Они все сильнее расходились с каждой вестью о новых зверствах, подлинных и порожденных чьей–то фантазией. Больше дюжины женщин подверглось насилию в Старом городе. Два десятка священников Свободной церкви искалечены за богохульство (с точки зрения Элизиума). Полсотни хладнокровно застрелено в трущобах Канав. Еще несколько сот агентов Конкордата направляются в город… нет, на самом деле это борелгайские наемники, собранные банками и одетые в черные шинели, а в Вордан их тайно переправил Последний Герцог ради укрепления своих позиций… да нет же, это мурнскаи, Черные священники, их послали изничтожить еретиков под корень.
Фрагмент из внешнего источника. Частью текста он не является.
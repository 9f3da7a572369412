//! Struct definitions and serde defaults for benessere configuration.

use serde::{Deserialize, Serialize};

/// Root configuration for benessere, deserialized from `config.toml`.
///
/// Fields use serde defaults so benessere can run with sensible defaults
/// when no config file exists.
#[derive(Debug, Serialize, Deserialize, Clone)]
pub struct Config {
    /// Model selected at startup (e.g. `"openai/gpt-3.5-turbo"`).
    #[serde(default = "default_model")]
    pub model: String,
    /// Model used for the single retry after a failed completion.
    #[serde(default = "default_fallback_model")]
    pub fallback_model: String,
    /// Value of the `HTTP-Referer` header.
    #[serde(default)]
    pub referer: Option<String>,
    /// Value of the `X-Title` header.
    #[serde(default)]
    pub title: Option<String>,
    /// Per-provider settings.
    #[serde(default)]
    pub provider: ProviderConfig,
    /// Sampling and request limits.
    #[serde(default)]
    pub generation: GenerationConfig,
}

/// Returns the default model identifier (`"openai/gpt-3.5-turbo"`).
///
/// Used by serde's `#[serde(default)]` attribute during deserialization.
pub(super) fn default_model() -> String {
    crate::constants::DEFAULT_MODEL.to_string()
}

pub(super) fn default_fallback_model() -> String {
    crate::constants::FALLBACK_MODEL.to_string()
}

/// Provider-specific configuration map.
#[derive(Debug, Serialize, Deserialize, Clone, Default)]
pub struct ProviderConfig {
    /// Configuration for the OpenRouter API provider.
    pub openrouter: Option<ProviderEntry>,
}

/// Connection details for a single provider.
///
/// Allows overriding the API key and endpoint URL.
#[derive(Debug, Serialize, Deserialize, Clone, Default)]
pub struct ProviderEntry {
    /// API key for authentication. Can also be set via environment variables.
    pub api_key: Option<String>,
    /// Custom base URL for the provider's API (useful for proxies).
    pub base_url: Option<String>,
}

/// Sampling parameters and request limits for plan generation.
///
/// Every field is optional; unset values fall back to the constants in
/// [`crate::constants`].
#[derive(Debug, Default, Serialize, Deserialize, Clone)]
pub struct GenerationConfig {
    /// Sampling temperature.
    pub temperature: Option<f32>,
    /// Maximum output tokens per completion.
    pub max_tokens: Option<u32>,
    /// Prompt length in characters above which the prompt is truncated.
    pub max_prompt_chars: Option<usize>,
    /// Deadline for each HTTP request, in seconds.
    pub timeout_secs: Option<u64>,
}

impl Default for Config {
    fn default() -> Self {
        Self {
            model: default_model(),
            fallback_model: default_fallback_model(),
            referer: None,
            title: None,
            provider: ProviderConfig::default(),
            generation: GenerationConfig::default(),
        }
    }
}
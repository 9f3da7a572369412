//! Centralized constants for benessere.
//!
//! All magic numbers, default strings, and configuration constants live here
//! so they can be changed in one place.

/// Application name used in CLI output and directory paths.
pub const APP_NAME: &str = "benessere";

/// Configuration filename.
pub const CONFIG_FILENAME: &str = "config.toml";

/// Per-project configuration filename.
pub const PROJECT_CONFIG_FILENAME: &str = "benessere.toml";

/// Readline history filename.
pub const HISTORY_FILENAME: &str = "session_history.txt";

// --- Provider ---

/// Default OpenRouter API base URL.
pub const OPENROUTER_BASE_URL: &str = "https://openrouter.ai/api/v1";

/// Environment variable holding the OpenRouter API key.
pub const OPENROUTER_API_KEY_ENV: &str = "OPENROUTER_API_KEY";

/// Default `HTTP-Referer` header sent to OpenRouter.
pub const DEFAULT_REFERER: &str = "https://github.com/benessere-nutri/benessere";

/// Default `X-Title` header sent to OpenRouter.
pub const DEFAULT_TITLE: &str = "BenessereNutri";

// --- Models ---

/// Models known to work with free credits. Always present in the catalog.
pub const RELIABLE_FREE_MODELS: &[&str] = &[
    "openai/gpt-3.5-turbo",
    "anthropic/claude-instant-1.2",
    "google/gemini-pro",
    "mistralai/mistral-7b-instruct",
];

/// Model selected when nothing else has been chosen.
pub const DEFAULT_MODEL: &str = "openai/gpt-3.5-turbo";

/// Model used for the single retry after a failed completion.
pub const FALLBACK_MODEL: &str = "openai/gpt-3.5-turbo";

/// Description given to allow-listed models synthesized locally.
pub const RELIABLE_MODEL_DESCRIPTION: &str = "Modello affidabile per generare testo.";

/// Strength and capability tag given to allow-listed models.
pub const RELIABLE_MODEL_TAG: &str = "Generazione di testo";

// --- Generation ---

/// Maximum prompt length in characters before truncation.
pub const MAX_PROMPT_CHARS: usize = 2000;

/// Marker appended to a truncated prompt.
pub const TRUNCATION_MARKER: &str = "...";

/// Sampling temperature for plan generation.
pub const DEFAULT_TEMPERATURE: f32 = 0.7;

/// Maximum tokens for plan completions.
pub const DEFAULT_MAX_TOKENS: u32 = 1200;

/// Request deadline in seconds for every provider call.
pub const DEFAULT_TIMEOUT_SECS: u64 = 60;

/// Number of days requested in generated plans.
pub const PLAN_DAYS: u32 = 3;

/// System instruction sent with every completion.
pub const SYSTEM_PROMPT: &str = "Sei un esperto assistente di nutrizione e fitness. \
Rispondi in italiano con dettagli utili e pratici.";

// --- User-facing messages ---

/// Returned when the provider answered without any completion text.
pub const NO_RESPONSE_MESSAGE: &str = "Non è stato possibile generare una risposta.";

/// Returned when both the requested and the fallback model failed.
pub const FAILURE_MESSAGE: &str = "Si è verificato un errore durante la generazione della risposta. \
Riprova con un altro modello o più tardi.";

/// Shown when a plan is requested with a model that is not free.
pub const NON_FREE_MODEL_MESSAGE: &str =
    "È possibile generare piani solo con modelli gratuiti. Seleziona un modello gratuito.";

// --- Plans ---

/// Default download filename for nutrition plans.
pub const NUTRITION_PLAN_FILENAME: &str = "piano-nutrizionale.txt";

/// Default download filename for fitness plans.
pub const FITNESS_PLAN_FILENAME: &str = "piano-fitness.txt";

/// Marker used in prompts when the user has no dietary restrictions.
pub const NO_RESTRICTIONS: &str = "Nessuna";

/// Dietary restrictions offered as presets.
pub const COMMON_DIETARY_RESTRICTIONS: &[&str] = &[
    "Vegetariano",
    "Vegano",
    "Senza Glutine",
    "Senza Lattosio",
    "Senza Frutta Secca",
    "Low-Carb",
    "Low-Fat",
];

/// Default age used when none is provided.
pub const DEFAULT_AGE: u32 = 30;

/// Upper bound accepted for the age field.
pub const MAX_AGE: u32 = 120;
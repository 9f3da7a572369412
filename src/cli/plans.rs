//! Plan subcommands: resolve the model, build the profile, generate, show.

use anyhow::{bail, Result};
use colored::Colorize;

use super::ProfileArgs;
use crate::catalog::{self, ModelDescriptor};
use crate::completion::{self, Completer, Completion, CompletionSettings};
use crate::config::Config;
use crate::context::SessionContext;
use crate::foods::{self, Season};
use crate::plan::{self, PlanKind};
use crate::profile::{DietaryRestrictions, UserProfile};
use crate::provider::{Provider, ProviderError};
use crate::format;

/// Loads config, fetches the catalog and resolves the model to use.
///
/// Priority: `--model` flag > config `model` > built-in default.
async fn prepare(model: Option<&str>) -> Result<(Completer, ModelDescriptor)> {
    let config = Config::load()?;
    let provider = Provider::from_config(&config)?;

    let mut context = SessionContext::new();
    context.set_catalog(catalog::fetch_catalog(&provider).await);
    let id = model.unwrap_or(config.model.as_str());
    if !context.select_id(id) {
        eprintln!(
            "{} {} is not in the model catalog; it may not work",
            "warning:".yellow().bold(),
            id
        );
    }
    let selected = context.selected().clone();
    if let Err(msg) = plan::ensure_free(&selected) {
        bail!("{msg}");
    }

    let completer = Completer::new(provider, CompletionSettings::from_config(&config));
    Ok((completer, selected))
}

fn print_header(kind: PlanKind, model: &ModelDescriptor) {
    println!(
        "{} [model: {}]",
        kind.title().bold().cyan(),
        model.id.yellow()
    );
    println!("{}", "Generazione in corso...".dimmed());
    println!();
}

/// Shows the generated plan and saves it when asked. A failed generation
/// is reported as an error so nothing is written and the exit code is non-zero.
fn finish(
    result: Result<Completion, ProviderError>,
    kind: PlanKind,
    args: &ProfileArgs,
) -> Result<()> {
    let text = match result {
        Ok(c) => c.text,
        Err(e) => {
            tracing::debug!(error = %e, "plan generation failed");
            bail!("{}", completion::user_message(Err(e)));
        }
    };
    let plan_text = text.as_str();
    println!("{}", format::render_plan(plan_text));
    println!();
    if args.save || args.output.is_some() {
        let path = plan::save(plan_text, kind, args.output.as_deref())?;
        println!("{} {}", "Salvato in".green(), path.display());
    }
    Ok(())
}

pub(crate) async fn nutrition(
    args: ProfileArgs,
    restrictions: Vec<String>,
    season: Option<Season>,
    food_names: Vec<String>,
) -> Result<()> {
    let restrictions: DietaryRestrictions = restrictions.iter().collect();
    let profile = UserProfile::new(args.age, args.activity, restrictions, args.goal)?;
    let foods = if food_names.is_empty() {
        foods::food_names(season.unwrap_or_else(foods::current_season))
    } else {
        food_names
    };

    let (completer, model) = prepare(args.model.as_deref()).await?;
    print_header(PlanKind::Nutrition, &model);
    let result = plan::generate_nutrition_plan(&completer, &model.id, &profile, &foods).await;
    finish(result, PlanKind::Nutrition, &args)
}

pub(crate) async fn fitness(args: ProfileArgs) -> Result<()> {
    let profile = UserProfile::new(
        args.age,
        args.activity,
        DietaryRestrictions::new(),
        args.goal,
    )?;

    let (completer, model) = prepare(args.model.as_deref()).await?;
    print_header(PlanKind::Fitness, &model);
    let result = plan::generate_fitness_plan(&completer, &model.id, &profile).await;
    finish(result, PlanKind::Fitness, &args)
}
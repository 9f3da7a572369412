//! Environment variable substitution and effective-setting accessors.

use std::time::Duration;

use super::types::{Config, ProviderEntry};

use crate::constants::{
    DEFAULT_MAX_TOKENS, DEFAULT_REFERER, DEFAULT_TEMPERATURE, DEFAULT_TIMEOUT_SECS, DEFAULT_TITLE,
    MAX_PROMPT_CHARS, OPENROUTER_API_KEY_ENV, OPENROUTER_BASE_URL,
};

impl Config {
    /// Resolve {env:VAR_NAME} patterns in string fields.
    pub(super) fn resolve_substitutions(&mut self) {
        self.model = Self::resolve_str(&self.model);
        self.fallback_model = Self::resolve_str(&self.fallback_model);
        if let Some(ref mut referer) = self.referer {
            *referer = Self::resolve_str(referer);
        }
        if let Some(ref mut title) = self.title {
            *title = Self::resolve_str(title);
        }
        Self::resolve_provider_entry(&mut self.provider.openrouter);
    }

    /// Resolves `{env:VAR}` patterns in a single provider entry's `api_key` and `base_url`.
    fn resolve_provider_entry(entry: &mut Option<ProviderEntry>) {
        if let Some(ref mut e) = entry {
            if let Some(ref mut key) = e.api_key {
                *key = Self::resolve_str(key);
            }
            if let Some(ref mut url) = e.base_url {
                *url = Self::resolve_str(url);
            }
        }
    }

    /// Replace {env:VAR} with the environment variable value.
    fn resolve_str(s: &str) -> String {
        let mut result = s.to_string();
        while let Some(start) = result.find("{env:") {
            if let Some(end) = result[start..].find('}') {
                let var_name = &result[start + 5..start + end];
                let value = std::env::var(var_name).unwrap_or_default();
                result = format!(
                    "{}{}{}",
                    &result[..start],
                    value,
                    &result[start + end + 1..]
                );
            } else {
                break;
            }
        }
        result
    }

    /// Resolve the OpenRouter API key: env var first, then config value.
    ///
    /// Empty values count as unset.
    pub fn resolve_api_key(&self) -> Option<String> {
        if let Ok(val) = std::env::var(OPENROUTER_API_KEY_ENV) {
            if !val.is_empty() {
                return Some(val);
            }
        }

        self.provider
            .openrouter
            .as_ref()
            .and_then(|e| e.api_key.clone())
            .filter(|k| !k.is_empty())
    }

    /// Provider base URL without a trailing slash.
    pub fn base_url(&self) -> String {
        self.provider
            .openrouter
            .as_ref()
            .and_then(|e| e.base_url.as_deref())
            .filter(|u| !u.is_empty())
            .unwrap_or(OPENROUTER_BASE_URL)
            .trim_end_matches('/')
            .to_string()
    }

    pub fn referer(&self) -> &str {
        self.referer.as_deref().unwrap_or(DEFAULT_REFERER)
    }

    pub fn title(&self) -> &str {
        self.title.as_deref().unwrap_or(DEFAULT_TITLE)
    }

    pub fn temperature(&self) -> f32 {
        self.generation.temperature.unwrap_or(DEFAULT_TEMPERATURE)
    }

    pub fn max_tokens(&self) -> u32 {
        self.generation.max_tokens.unwrap_or(DEFAULT_MAX_TOKENS)
    }

    pub fn max_prompt_chars(&self) -> usize {
        self.generation.max_prompt_chars.unwrap_or(MAX_PROMPT_CHARS)
    }

    /// Deadline applied to every provider request.
    pub fn timeout(&self) -> Duration {
        Duration::from_secs(self.generation.timeout_secs.unwrap_or(DEFAULT_TIMEOUT_SECS))
    }
}

#[cfg(test)]
mod tests {
    use super::*;

    #[test]
    fn test_resolve_str_substitutes_env() {
        std::env::set_var("BENESSERE_TEST_SUBST", "abc");
        assert_eq!(
            Config::resolve_str("key-{env:BENESSERE_TEST_SUBST}-end"),
            "key-abc-end"
        );
    }

    #[test]
    fn test_resolve_str_missing_var_is_empty() {
        assert_eq!(Config::resolve_str("{env:BENESSERE_TEST_UNSET_VAR}"), "");
    }

    #[test]
    fn test_resolve_str_unterminated_is_left_alone() {
        assert_eq!(Config::resolve_str("{env:OPEN"), "{env:OPEN");
    }

    #[test]
    fn test_defaults_without_overrides() {
        let config = Config::default();
        assert_eq!(config.base_url(), OPENROUTER_BASE_URL);
        assert_eq!(config.title(), DEFAULT_TITLE);
        assert_eq!(config.max_prompt_chars(), 2000);
        assert_eq!(config.max_tokens(), 1200);
        assert_eq!(config.timeout(), Duration::from_secs(60));
    }

    #[test]
    fn test_base_url_trims_trailing_slash() {
        let mut config = Config::default();
        config.provider.openrouter = Some(ProviderEntry {
            api_key: None,
            base_url: Some("http://127.0.0.1:8080/api/".into()),
        });
        assert_eq!(config.base_url(), "http://127.0.0.1:8080/api");
    }
}
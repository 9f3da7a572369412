//! Configuration types and path resolution for benessere.
//!
//! Settings are stored as TOML at the platform's XDG config path
//! (e.g. `~/.config/benessere/config.toml` on Linux). A per-project
//! `benessere.toml` overrides the global file.

mod loader;
mod paths;
mod resolve;
mod types;

pub use types::Config;
#[allow(unused_imports)]
pub use types::{GenerationConfig, ProviderConfig, ProviderEntry};

use anyhow::Result;

impl Config {
    /// Load config with precedence: project > global > defaults.
    /// Creates default config file if none exists.
    pub fn load() -> Result<Self> {
        let global = Self::load_global()?;
        let project = Self::load_project()?;

        let mut config = global;
        if let Some(proj) = project {
            config = Self::merge(config, proj);
        }

        config.resolve_substitutions();
        Ok(config)
    }
}
//! Prompt templates for plan generation.
//!
//! Both builders are pure: the same profile and foods always produce the
//! same bytes, so the templates can be checked without a provider.

use crate::constants::{NO_RESTRICTIONS, PLAN_DAYS};
use crate::profile::UserProfile;

/// Builds the prompt for a multi-day meal plan using the given foods.
pub fn build_nutrition_prompt<S: AsRef<str>>(profile: &UserProfile, foods: &[S]) -> String {
    let restrictions = if profile.dietary_restrictions.is_empty() {
        NO_RESTRICTIONS.to_string()
    } else {
        profile
            .dietary_restrictions
            .iter()
            .collect::<Vec<_>>()
            .join(", ")
    };
    let food_list = foods
        .iter()
        .map(|f| format!("- {}", f.as_ref()))
        .collect::<Vec<_>>()
        .join("\n");

    format!(
        "Genera un piano nutrizionale personalizzato basato su queste informazioni:
- Età: {age}
- Livello di Attività: {activity}
- Restrizioni Alimentari: {restrictions}
- Obiettivo Fitness: {goal}

Include questi alimenti stagionali nel piano:
{food_list}

Crea un piano alimentare di {days} giorni con colazione, pranzo e cena.
Includi una breve descrizione per ogni pasto.

Formatta la risposta usando:
# Piano Nutrizionale Personalizzato
## Giorno 1
### Colazione
### Pranzo
### Cena

(Ripeti per ogni giorno)
",
        age = profile.age,
        activity = profile.activity_level.label(),
        goal = profile.fitness_goal.label(),
        days = PLAN_DAYS,
    )
}

/// Builds the prompt for a multi-day, equipment-free home workout plan.
pub fn build_fitness_prompt(profile: &UserProfile) -> String {
    format!(
        "Crea un piano fitness da fare a casa basato su queste informazioni:
- Età: {age}
- Livello di Attività: {activity}
- Obiettivo Fitness: {goal}

Fornisci un piano di allenamento di {days} giorni che includa:
- Esercizi quotidiani (senza attrezzatura speciale)
- Serie e ripetizioni suggerite
- Una breve descrizione di come eseguire ogni esercizio correttamente

Formatta la risposta usando:
# Piano di Allenamento Personalizzato
## Giorno 1
### Riscaldamento
### Allenamento Principale
### Defaticamento

(Ripeti per ogni giorno)
",
        age = profile.age,
        activity = profile.activity_level.label(),
        goal = profile.fitness_goal.label(),
        days = PLAN_DAYS,
    )
}
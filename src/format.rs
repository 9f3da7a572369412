//! Terminal rendering of generated plans.
//!
//! Plans come back as lightly structured text: `#`/`##`/`###` headings,
//! `- ` bullets, `1. ` numbered items and `**bold**` spans. Not a full
//! markdown parser.

use colored::Colorize;
use regex::Regex;
use std::sync::LazyLock;

static NUMBERED_ITEM: LazyLock<Regex> =
    LazyLock::new(|| Regex::new(r"^(\d+)\.\s+(.*)$").expect("valid numbered-item regex"));

/// Structural role of one plan line.
#[derive(Debug, Clone, PartialEq, Eq)]
pub enum PlanLine<'a> {
    Blank,
    Heading(usize, &'a str),
    Bullet(&'a str),
    Numbered(&'a str, &'a str),
    Text(&'a str),
}

pub fn classify_line(line: &str) -> PlanLine<'_> {
    let trimmed = line.trim_end();
    if trimmed.trim().is_empty() {
        return PlanLine::Blank;
    }
    for (prefix, level) in [("### ", 3), ("## ", 2), ("# ", 1)] {
        if let Some(rest) = trimmed.strip_prefix(prefix) {
            return PlanLine::Heading(level, rest.trim());
        }
    }
    let indented = trimmed.trim_start();
    if let Some(rest) = indented
        .strip_prefix("- ")
        .or_else(|| indented.strip_prefix("* "))
    {
        return PlanLine::Bullet(rest);
    }
    if let Some(caps) = NUMBERED_ITEM.captures(indented) {
        if let (Some(n), Some(rest)) = (caps.get(1), caps.get(2)) {
            return PlanLine::Numbered(n.as_str(), rest.as_str());
        }
    }
    PlanLine::Text(trimmed)
}

/// Renders a plan for the terminal.
pub fn render_plan(text: &str) -> String {
    let mut output = String::new();
    for line in text.lines() {
        let rendered = match classify_line(line) {
            PlanLine::Blank => String::new(),
            PlanLine::Heading(1, title) => format!("\n{}", title.to_uppercase().bold().green()),
            PlanLine::Heading(2, title) => format!("\n{}", title.bold().cyan()),
            PlanLine::Heading(_, title) => format!("{}", title.bold()),
            PlanLine::Bullet(item) => format!("  • {}", render_inline(item)),
            PlanLine::Numbered(n, item) => format!("  {}. {}", n, render_inline(item)),
            PlanLine::Text(body) => render_inline(body),
        };
        output.push_str(&rendered);
        output.push('\n');
    }

    if output.ends_with('\n') {
        output.pop();
    }
    output
}

/// Handle **bold** spans within a single line.
fn render_inline(line: &str) -> String {
    let mut result = String::new();
    let chars: Vec<char> = line.chars().collect();
    let len = chars.len();
    let mut i = 0;

    while i < len {
        if i + 1 < len && chars[i] == '*' && chars[i + 1] == '*' {
            if let Some(end) = find_closing(&chars, i + 2, "**") {
                let bold_text: String = chars[i + 2..end].iter().collect();
                result.push_str(&bold_text.bold().to_string());
                i = end + 2;
                continue;
            }
        }

        result.push(chars[i]);
        i += 1;
    }

    result
}

fn find_closing(chars: &[char], start: usize, pattern: &str) -> Option<usize> {
    let pat: Vec<char> = pattern.chars().collect();
    if chars.len() < pat.len() {
        return None;
    }
    (start..=chars.len() - pat.len()).find(|&i| chars[i..i + pat.len()] == pat[..])
}

#[cfg(test)]
mod tests {
    use super::*;

    #[test]
    fn test_classify_headings() {
        assert_eq!(classify_line("# Piano"), PlanLine::Heading(1, "Piano"));
        assert_eq!(classify_line("## Giorno 1"), PlanLine::Heading(2, "Giorno 1"));
        assert_eq!(classify_line("### Colazione "), PlanLine::Heading(3, "Colazione"));
        assert_eq!(classify_line("#hashtag"), PlanLine::Text("#hashtag"));
    }

    #[test]
    fn test_classify_list_items() {
        assert_eq!(classify_line("- Yogurt"), PlanLine::Bullet("Yogurt"));
        assert_eq!(classify_line("  * Noci"), PlanLine::Bullet("Noci"));
        assert_eq!(classify_line("3. Squat"), PlanLine::Numbered("3", "Squat"));
        assert_eq!(classify_line("   "), PlanLine::Blank);
    }

    #[test]
    fn test_render_keeps_plain_text() {
        colored::control::set_override(false);
        let out = render_plan("# Piano\n\nTesto con **grassetto**\n- voce");
        assert_eq!(out, "\nPIANO\n\nTesto con grassetto\n  • voce");
    }

    #[test]
    fn test_unclosed_bold_is_literal() {
        colored::control::set_override(false);
        assert_eq!(render_inline("a **b"), "a **b");
        assert_eq!(render_inline("*"), "*");
    }
}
В другом конце города, в Доках, горела еще россыпь огней. Вначале она была невелика, но как раскаляются угли, почуяв живительное дыхание кузнечных мехов, так и они разгорались все ярче. Их становилось все больше, и ручейки огня текли по лабиринту кривых улочек и проулков, огибая рыбные лавки и склады, тянулись вдоль реки и заполняли площади. Там были факелы — сотни факелов, свечи сальные и восковые, горящие головни и фонари с выпуклым стеклом. Ручейки слились в поток, и, придя в движение, он медленно, но неотвратимо двинулся к Речному тракту и далее на восток вдоль берега — туда, где поднимался Великий Мост.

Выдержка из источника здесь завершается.